Keith Richards pictured with a ‘59 Les Paul that he sold to Mick Taylor when Taylor was playing with John Mayall. The guitar rejoined the Stones with Taylor in 1969.



According to information provided by high-end guitar brokerage Richard Henry, the “Keith Burst” is a ’59 Les Paul that first arrived at Farmers Music Store in Luton, England, in ’61, and was played for a time by John Bowen of Mike Dean & The Kingsmen. Bowen had a Bigsby added to the guitar at Selmer’s Music in London, before trading it in there in late ’62. A young Keith Richards, who purchased the Les Paul with Bigsby, occasionally visited a regular haunt of musicians on the booming London scene of the day, Selmer’s. (It’s worth noting that both Peter Green of Fleetwood Mac and Jeff Beck of The Yardbirds also acquired used ’59 Les Pauls at Selmer’s, and several other acquisitions logged in the history of rock also took place in this popular west-end shop.)
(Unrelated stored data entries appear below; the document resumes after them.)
//! HeightSort Firmware: Main Entry Point
//!
//! Hexagonal architecture with a fixed-rate polling loop.
//!
//! ```text
//! ┌──────────────────────────────────────────────────────────────┐
//! │                    Adapters (outer ring)                     │
//! │                                                              │
//! │  HardwareAdapter        LogEventSink      Esp32TimeAdapter   │
//! │  (Sensor+Actuator)      (EventSink)       (ms clock)         │
//! │                                                              │
//! │  ─────────────── Port Trait Boundary ─────────────────       │
//! │                                                              │
//! │  ┌────────────────────────────────────────────────────────┐  │
//! │  │           SortController (pure logic)                  │  │
//! │  │  FSM · enable flag · stats                             │  │
//! │  └────────────────────────────────────────────────────────┘  │
//! │                                                              │
//! │  ButtonDriver (debounced on/off toggle)                      │
//! └──────────────────────────────────────────────────────────────┘
//! ```
#![deny(unused_must_use)]

use anyhow::Result;
use esp_idf_svc::hal::delay::{Ets, FreeRtos};
use log::{error, info};

use heightsort::adapters::hardware::HardwareAdapter;
use heightsort::adapters::log_sink::LogEventSink;
use heightsort::adapters::time::Esp32TimeAdapter;
use heightsort::app::commands::SorterCommand;
use heightsort::app::service::SortController;
use heightsort::config::SorterConfig;
use heightsort::drivers::button::ButtonDriver;
use heightsort::drivers::hw_init;
use heightsort::drivers::servo::ServoDriver;
use heightsort::error::Error;
use heightsort::pins;
use heightsort::sensors::SensorHub;

fn main() -> Result<()> {
    // ── 1. ESP-IDF bootstrap ──────────────────────────────────
    esp_idf_svc::sys::link_patches();
    esp_idf_logger::init()?;

    info!("╔══════════════════════════════════════╗");
    info!("║  HeightSort v{}                   ║", env!("CARGO_PKG_VERSION"));
    info!("╚══════════════════════════════════════╝");

    // ── 2. Configuration ──────────────────────────────────────
    let config = SorterConfig::default();
    config.validate().map_err(Error::from)?;
    info!(
        "Config: settle={}ms travel={}ms dwell={}ms suppress={}ms push={}deg",
        config.settle_ms, config.travel_ms, config.dwell_ms, config.suppress_ms,
        config.push_angle_deg
    );

    // ── 3. Initialise hardware peripherals ───────────────────
    if let Err(e) = hw_init::init_peripherals() {
        error!("HAL init failed: {}", e);
        return Err(Error::from(e).into());
    }

    // ── 4. Construct adapters ─────────────────────────────────
    let time = Esp32TimeAdapter::new();
    let servo = ServoDriver::new(config.push_angle_deg, config.idle_angle_deg)
        .map_err(Error::from)?;
    let mut hw = HardwareAdapter::new(SensorHub::from_config(&config), Ets, servo);
    let mut sink = LogEventSink::new();
    let mut button = ButtonDriver::new(pins::BUTTON_GPIO, config.button_debounce_ms);
    info!("Enable button on GPIO{}", button.gpio());

    // ── 5. Application core ───────────────────────────────────
    let mut controller = SortController::new(config).map_err(Error::from)?;
    let loop_ms = controller.config().control_loop_interval_ms;
    controller.start(time.uptime_ms(), &mut hw, &mut sink);

    info!("System ready. Entering control loop ({}ms).", loop_ms);

    // ── 6. Control loop ───────────────────────────────────────
    loop {
        let now = time.uptime_ms();

        let raw_pressed = button.is_pressed_hw();
        if let Some(cmd) = button
            .tick(now, raw_pressed)
            .and_then(SorterCommand::from_button)
        {
            controller.handle_command(cmd, now, &mut hw, &mut sink);
        }

        controller.tick(now, &mut hw, &mut sink);

        FreeRtos::delay_ms(loop_ms);
    }
}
Throughout the early days of the Stones, the Les Paul was one of Richards’s most prominent guitars. The Best-known photos of the era show him playing it on a Ready Steady Go! TV-show performance in Britain in ’64, and he also played it on a tour of the US that same year, when it popped up during the Stones’s performance on The Ed Sullivan Show.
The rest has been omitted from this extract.